Mumbai: Cyber fraudsters change modus operandi on credit cards, cops alert people

In a new trend in cybercrime, fraudsters have started a reverse con by offering to cancel the credit cards as compared to a number tele calling companies offering a fake one to dupe the citizens. The cyber police have taken note of this new modus operandi and forewarned its citizens to not get tricked into sharing your privy bank details with anybody over a phone call.

A senior cyber police official said that as and when the citizens learn about their tricks, the fraudsters change and upgrade their ways to con the victims. In a novel reverse approach, the fraudsters, who have the stolen bank data from the dark web, contact the victims on the pretext of cancelling the credit card. Once the victim falls prey to the con, the caller asks the victim to share their privy bank details.

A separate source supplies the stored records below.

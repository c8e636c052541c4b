use metrics::{counter, describe_counter, describe_gauge, describe_histogram, gauge, histogram};
use metrics_exporter_prometheus::{PrometheusBuilder, PrometheusHandle};
use std::time::Duration;

/// Initialize Prometheus metrics exporter
pub fn init_metrics() -> anyhow::Result<PrometheusHandle> {
    let handle = PrometheusBuilder::new().install_recorder()?;

    init_metric_descriptions();

    Ok(handle)
}

/// Initialize metric descriptions (can be called multiple times safely)
fn init_metric_descriptions() {
    describe_counter!("log_ingest_total", "Total number of log records ingested");
    describe_counter!("log_query_total", "Total number of log range queries");
    describe_histogram!(
        "log_query_duration_seconds",
        "Log range query duration in seconds"
    );
    describe_counter!(
        "log_records_skipped_total",
        "Indexed log records dropped from query results because they were missing or unreadable"
    );
    describe_counter!(
        "log_store_errors_total",
        "Total number of storage backend failures"
    );
    describe_gauge!(
        "log_aggregator_info",
        "Log aggregator version and build information"
    );

    gauge!("log_aggregator_info", "version" => env!("CARGO_PKG_VERSION")).set(1.0);
}

/// Record an ingest attempt
///
/// Labelled by outcome only; service names are caller-supplied and unbounded.
pub fn record_ingest(status: &str) {
    counter!("log_ingest_total", "status" => status.to_string()).increment(1);
}

/// Record a query and its duration
pub fn record_query(status: &str, duration: Duration) {
    counter!("log_query_total", "status" => status.to_string()).increment(1);
    histogram!("log_query_duration_seconds", "status" => status.to_string())
        .record(duration.as_secs_f64());
}

/// Record index members dropped during query reassembly
pub fn record_skipped(count: u64) {
    counter!("log_records_skipped_total").increment(count);
}

/// Record a backend failure
pub fn record_store_error(operation: &str) {
    counter!("log_store_errors_total", "operation" => operation.to_string()).increment(1);
}
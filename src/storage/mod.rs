//! Storage layer for ingested logs
//!
//! The [`LogStore`] owns the record encoding and the per-service time index.
//! It talks to a [`KvBackend`], which is either Redis (production) or an
//! in-process map with the same semantics (tests and local runs).
//!
//! ## Key layout
//!
//! ```text
//! log:<id>               hash        id, service_name, timestamp, message, created_at
//! service:<service_name> sorted set  member = id, score = event time in nanoseconds
//! ```
//!
//! Both keys of a record are written and given the same expiry in one atomic batch.

pub mod log_store;
pub mod memory;
pub mod redis_backend;

use async_trait::async_trait;
use std::collections::HashMap;
use std::fmt;
use std::sync::Arc;
use std::time::Duration;

use crate::config::{BackendKind, Config};
use crate::error::StoreError;

pub use log_store::LogStore;
pub use memory::InMemoryBackend;
pub use redis_backend::RedisBackend;

/// Longest expiry a batch may set
///
/// Redis rejects a PEXPIRE whose deadline overflows, and inside `MULTI`/`EXEC`
/// that rejection does not undo the other commands of the batch.
pub const MAX_TTL: Duration = Duration::from_secs(10 * 365 * 24 * 60 * 60);

/// A single write inside an atomic batch
#[derive(Debug, Clone, PartialEq)]
pub enum WriteOp {
    /// Upsert fields of the hash stored at `key`
    SetFields {
        key: String,
        fields: Vec<(String, String)>,
    },
    /// Set the time-to-live of `key`
    Expire { key: String, ttl: Duration },
    /// Insert or re-score `member` in the sorted set stored at `key`
    SortedAdd {
        key: String,
        member: String,
        score: i64,
    },
}

/// Reject a batch that sets an expiry beyond [`MAX_TTL`]
///
/// Backends call this before sending or applying anything.
pub(crate) fn check_expiries(ops: &[WriteOp]) -> Result<(), StoreError> {
    for op in ops {
        if let WriteOp::Expire { key, ttl } = op {
            if *ttl > MAX_TTL {
                return Err(StoreError::Unavailable(format!(
                    "invalid expire time for {}: {}s exceeds the {}s limit",
                    key,
                    ttl.as_secs(),
                    MAX_TTL.as_secs()
                )));
            }
        }
    }
    Ok(())
}

/// Inclusive bound of a score range scan
#[derive(Debug, Clone, Copy, PartialEq, Eq)]
pub enum ScoreBound {
    Unbounded,
    Inclusive(i64),
}

impl ScoreBound {
    /// Redis argument form when used as the lower bound
    pub fn as_min_arg(&self) -> String {
        match self {
            Self::Unbounded => "-inf".to_string(),
            Self::Inclusive(score) => score.to_string(),
        }
    }

    /// Redis argument form when used as the upper bound
    pub fn as_max_arg(&self) -> String {
        match self {
            Self::Unbounded => "+inf".to_string(),
            Self::Inclusive(score) => score.to_string(),
        }
    }

    pub(crate) fn admits_above(&self, score: i64) -> bool {
        match self {
            Self::Unbounded => true,
            Self::Inclusive(min) => score >= *min,
        }
    }

    pub(crate) fn admits_below(&self, score: i64) -> bool {
        match self {
            Self::Unbounded => true,
            Self::Inclusive(max) => score <= *max,
        }
    }
}

impl fmt::Display for ScoreBound {
    fn fmt(&self, f: &mut fmt::Formatter<'_>) -> fmt::Result {
        match self {
            Self::Unbounded => write!(f, "inf"),
            Self::Inclusive(score) => write!(f, "{}", score),
        }
    }
}

/// Key-value backend used by [`LogStore`]
///
/// Implementations must apply [`KvBackend::execute_atomic`] all-or-nothing:
/// a concurrent reader never observes a subset of the batch.
#[async_trait]
pub trait KvBackend: Send + Sync {
    /// Apply every operation as one indivisible unit
    async fn execute_atomic(&self, ops: Vec<WriteOp>) -> Result<(), StoreError>;

    /// Members of the sorted set at `key` with score in `[min, max]`,
    /// ascending by score then member
    async fn range_by_score(
        &self,
        key: &str,
        min: ScoreBound,
        max: ScoreBound,
    ) -> Result<Vec<String>, StoreError>;

    /// Fetch every hash in a single round trip
    ///
    /// The result is positional. `None` marks a per-key failure, an empty map
    /// a key that does not exist.
    async fn fetch_fields(
        &self,
        keys: &[String],
    ) -> Result<Vec<Option<HashMap<String, String>>>, StoreError>;

    /// Connection health check
    async fn ping(&self) -> Result<(), StoreError>;

    /// Release connections held by the backend
    async fn close(&self) -> Result<(), StoreError>;
}

/// Create the backend selected by configuration
///
/// For Redis this opens every pooled connection and pings the server, so a
/// returned backend is known to be reachable.
pub async fn create_backend(config: &Config) -> Result<Arc<dyn KvBackend>, StoreError> {
    match config.storage.backend {
        BackendKind::Memory => Ok(Arc::new(InMemoryBackend::new())),
        BackendKind::Redis => {
            let backend = RedisBackend::connect(&config.redis).await?;
            backend.ping().await?;
            Ok(Arc::new(backend))
        }
    }
}
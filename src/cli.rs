use clap::{Parser, Subcommand};
use std::path::PathBuf;

#[derive(Parser, Debug)]
#[command(name = "log-aggregator", version, about = "Service log aggregator")]
pub struct Cli {
    /// Configuration file path
    #[arg(short, long, default_value = "config.toml", global = true)]
    pub config: PathBuf,

    #[command(subcommand)]
    pub command: Option<Commands>,
}

#[derive(Subcommand, Debug, Clone)]
pub enum Commands {
    /// Start the aggregator server (default)
    Start,

    /// Test configuration file validity
    Test,

    /// Configuration management commands
    Config {
        #[command(subcommand)]
        action: ConfigCommands,
    },

    /// Show version information
    Version,
}

#[derive(Subcommand, Debug, Clone)]
pub enum ConfigCommands {
    /// Display current configuration (with secrets masked)
    Show,
}

impl Cli {
    /// Get the command to execute, defaulting to Start if none provided
    pub fn get_command(&self) -> Commands {
        self.command.clone().unwrap_or(Commands::Start)
    }
}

After getting these details under the garb of 'confirmation', the victim receives a One Time Password (OTP), which the victim shares with the conman to authenticate the procedure. Soon after, the accused siphons off the money from the victim's account to the tune of thousands of rupees. Commenting on the reverse approach, the official added that since people have become well versed with the credit card orders, the fraudsters took the wrong way to get to the people.

Rashmi Karandikar, Deputy Commissioner of Police (Cyber) has appealed to the people to not share your privy bank details and OTP with anybody, and definitely not over a phone call.

"Police and banks have been time and again telling people that they do not ask for any OTPs and not fall prey to such cyber frauds. If one comes across such frauds, they should immediately stop contact and approach police with a complaint, who can investigate the matter," added Karandikar.

Recently, a Marol resident in Andheri (E) lost Rs 19,190 to a similar con. The complainant, Sandhya Nair (name changed), had received a call from a woman who introduced herself as an employee of the bank, of which she has a credit card. The caller offered to settle and close the credit card as it was not used in the recent past. Nair fell prey to the con and shared an OTP that she received to close the card, only to lose Rs 19,190 to a Bengaluru-based company. Having realised she was duped, Nair immediately approached police and lodged a complaint against the unidentified woman under relevant sections of the Indian Penal Code and Information Technology Act.